Reversible cyclosporin A-sensitive mitochondrial depolarization occurs within minutes of stroke onset in mouse somatosensory cortex in vivo: a two-photon imaging study.

Neuronal structure and function are rapidly damaged during global ischemia but can in part recover during reperfusion. Despite apparent recovery in the hours/days following an ischemic episode, delayed cell death can be initiated, making it important to understand how initial ischemic events affect potential mediators of apoptosis. Mitochondrial dysfunction and the opening of the mitochondrial permeability transition pore (mPTP) are proposed to link ischemic ionic imbalance to mitochondrially mediated cell death pathways.
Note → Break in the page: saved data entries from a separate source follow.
pub mod server;

// Internal "interpreter" for `Action`.
mod run;

#[derive(Debug)]
pub enum Action {
    Server(server::Args),
}

impl Action {
    /// Execute the action.
    /// # Errors
    /// Returns an error if the action fails.
    pub async fn execute(self) -> anyhow::Result<()> {
        run::execute(self).await
    }
}
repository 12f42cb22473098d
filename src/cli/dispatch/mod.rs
//! Map parsed command-line arguments to the action to run.

use crate::cli::actions::{server::Args, Action};
use crate::cli::commands::auth;
use anyhow::{Context, Result};

/// Map validated CLI matches to a server action.
///
/// # Errors
/// Returns an error if required arguments are missing or inconsistent.
pub fn handler(matches: &clap::ArgMatches) -> Result<Action> {
    let port = matches.get_one::<u16>("port").copied().unwrap_or(8080);
    let dsn = matches
        .get_one::<String>("dsn")
        .cloned()
        .context("missing required argument: --dsn")?;

    let auth_opts = auth::Options::parse(matches)?;

    Ok(Action::Server(Args {
        port,
        dsn,
        session_ttl_seconds: auth_opts.session_ttl_seconds,
        session_cookie_secure: auth_opts.session_cookie_secure,
    }))
}

#[cfg(test)]
mod tests {
    use super::*;

    #[test]
    fn handler_builds_server_action() {
        temp_env::with_vars(
            [
                ("CLICKER_PORT", None::<&str>),
                ("CLICKER_SESSION_TTL_SECONDS", None::<&str>),
                ("CLICKER_SESSION_COOKIE_SECURE", None::<&str>),
            ],
            || {
                let command = crate::cli::commands::new();
                let matches = command.get_matches_from(vec![
                    "clicker",
                    "--dsn",
                    "postgres://clicker@localhost:5432/clicker",
                    "--session-ttl-seconds",
                    "120",
                    "--session-cookie-secure",
                ]);

                let action = handler(&matches);
                assert!(action.is_ok());
                if let Ok(Action::Server(args)) = action {
                    assert_eq!(args.port, 8080);
                    assert_eq!(args.dsn, "postgres://clicker@localhost:5432/clicker");
                    assert_eq!(args.session_ttl_seconds, 120);
                    assert!(args.session_cookie_secure);
                }
            },
        );
    }
}
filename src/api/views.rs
//! HTML pages rendered with Handlebars.
//!
//! Templates are embedded at compile time; output is HTML-escaped by the engine.

use anyhow::{Context, Result};
use handlebars::Handlebars;
use serde::Serialize;

use crate::api::handlers::auth::{Account, FieldErrors, Flash};

pub struct Views(Handlebars<'static>);

impl Views {
    /// Register every page and partial.
    ///
    /// # Errors
    /// Returns an error if an embedded template fails to parse.
    pub fn new() -> Result<Self> {
        let mut registry = Handlebars::new();

        registry
            .register_partial("header", include_str!("../../templates/header.hbs"))
            .context("failed to register header partial")?;
        registry
            .register_partial("footer", include_str!("../../templates/footer.hbs"))
            .context("failed to register footer partial")?;

        for (name, source) in [
            ("index", include_str!("../../templates/index.hbs")),
            ("login", include_str!("../../templates/login.hbs")),
            ("register", include_str!("../../templates/register.hbs")),
        ] {
            registry
                .register_template_string(name, source)
                .with_context(|| format!("failed to register template {name}"))?;
        }

        Ok(Self(registry))
    }

    pub fn index(&self, account: &Account, flashes: &[Flash]) -> Result<String> {
        #[derive(Serialize)]
        struct Ctx<'a> {
            title: &'static str,
            flashes: &'a [Flash],
            account: &'a Account,
        }

        self.0
            .render(
                "index",
                &Ctx {
                    title: "Home",
                    flashes,
                    account,
                },
            )
            .context("failed to render index")
    }

    pub fn login(&self, username: &str, errors: &FieldErrors, flashes: &[Flash]) -> Result<String> {
        self.render_form("login", "Log in", username, errors, flashes)
    }

    pub fn register(
        &self,
        username: &str,
        errors: &FieldErrors,
        flashes: &[Flash],
    ) -> Result<String> {
        self.render_form("register", "Register", username, errors, flashes)
    }

    fn render_form(
        &self,
        name: &str,
        title: &'static str,
        username: &str,
        errors: &FieldErrors,
        flashes: &[Flash],
    ) -> Result<String> {
        #[derive(Serialize)]
        struct Ctx<'a> {
            title: &'static str,
            flashes: &'a [Flash],
            username: &'a str,
            errors: &'a FieldErrors,
        }

        self.0
            .render(
                name,
                &Ctx {
                    title,
                    flashes,
                    username,
                    errors,
                },
            )
            .with_context(|| format!("failed to render {name}"))
    }
}

#[cfg(test)]
mod tests {
    use super::*;

    fn views() -> Views {
        match Views::new() {
            Ok(views) => views,
            Err(err) => panic!("templates should parse: {err:#}"),
        }
    }

    #[test]
    fn index_shows_username_and_clicks() {
        let account = Account {
            id: 1,
            username: "alice".to_string(),
            clicks: 42,
        };
        let html = views().index(&account, &[]).unwrap_or_default();
        assert!(html.contains("Hello, alice!"));
        assert!(html.contains(r#"<p class="counter" id="clicks">42</p>"#));
        assert!(html.contains(r#"href="/click""#));
        assert!(html.contains(r#"href="/logout""#));
    }

    #[test]
    fn register_renders_field_errors_and_keeps_username() {
        let mut errors = FieldErrors::default();
        errors.add("confirm_password", "Field must be equal to password.");
        let html = views()
            .register("bob", &errors, &[])
            .unwrap_or_default();
        assert!(html.contains(r#"value="bob""#));
        assert!(html.contains(r#"<span class="error">Field must be equal to password.</span>"#));
    }

    #[test]
    fn login_renders_flashes() {
        let flashes = [Flash::danger("Invalid username or password.")];
        let html = views()
            .login("", &FieldErrors::default(), &flashes)
            .unwrap_or_default();
        assert!(html.contains(r#"<div class="flash flash-danger">Invalid username or password.</div>"#));
        assert!(html.contains(r#"action="/login""#));
    }

    #[test]
    fn user_input_is_escaped() {
        let html = views()
            .login("<script>alert(1)</script>", &FieldErrors::default(), &[])
            .unwrap_or_default();
        assert!(!html.contains("<script>"));
        assert!(html.contains("&lt;script&gt;"));
    }
}
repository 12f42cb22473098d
use anyhow::Result;
use clap::{Arg, ArgAction, ArgMatches, Command};

pub const ARG_SESSION_TTL_SECONDS: &str = "session-ttl-seconds";
pub const ARG_SESSION_COOKIE_SECURE: &str = "session-cookie-secure";

#[derive(Debug)]
pub struct Options {
    pub session_ttl_seconds: i64,
    pub session_cookie_secure: bool,
}

impl Options {
    /// Read session options from validated matches.
    /// # Errors
    /// Never fails today; kept fallible to match the other option groups.
    pub fn parse(matches: &ArgMatches) -> Result<Self> {
        Ok(Self {
            session_ttl_seconds: matches
                .get_one::<i64>(ARG_SESSION_TTL_SECONDS)
                .copied()
                .unwrap_or(604_800),
            session_cookie_secure: matches.get_flag(ARG_SESSION_COOKIE_SECURE),
        })
    }
}

#[must_use]
pub fn with_args(command: Command) -> Command {
    command
        .arg(
            Arg::new(ARG_SESSION_TTL_SECONDS)
                .long(ARG_SESSION_TTL_SECONDS)
                .help("Session cookie TTL in seconds")
                .env("CLICKER_SESSION_TTL_SECONDS")
                .default_value("604800")
                .value_parser(clap::value_parser!(i64)),
        )
        .arg(
            Arg::new(ARG_SESSION_COOKIE_SECURE)
                .long(ARG_SESSION_COOKIE_SECURE)
                .help("Mark session and flash cookies as Secure (serve over HTTPS)")
                .env("CLICKER_SESSION_COOKIE_SECURE")
                .action(ArgAction::SetTrue),
        )
}
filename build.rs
fn main() {
    built::write_built_file().expect("Failed to acquire build-time information");
}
Using two-photon microscopy, we monitored mitochondrial transmembrane potential (Deltapsi(m)) in vivo within the somatosensory cortex during ischemia and reperfusion in a mouse global ischemia model. Our results indicated a synchronous loss of Deltapsi(m) within 1-3 min of ischemic onset that was linked to within seconds of plasma membrane potential (Deltapsi(p)) depolarization. Deltapsi(m) recovered rapidly upon reperfusion, and no delayed depolarization was observed over 2 h. Cyclosporin A treatment largely blocked Deltapsi(m) collapse during ischemia, suggesting a role for the mPTP. Blocking Deltapsi(m) depolarization did not affect structural damage to dendrites, indicating that the opening of the mPTP and damage to dendrites are separable pathways that are activated during Deltapsi(p) depolarization. Our findings using in vivo imaging suggest that mitochondrial dysfunction and specifically the activation of the mPTP are early reversible events during brain ischemia that could trigger delayed cell death.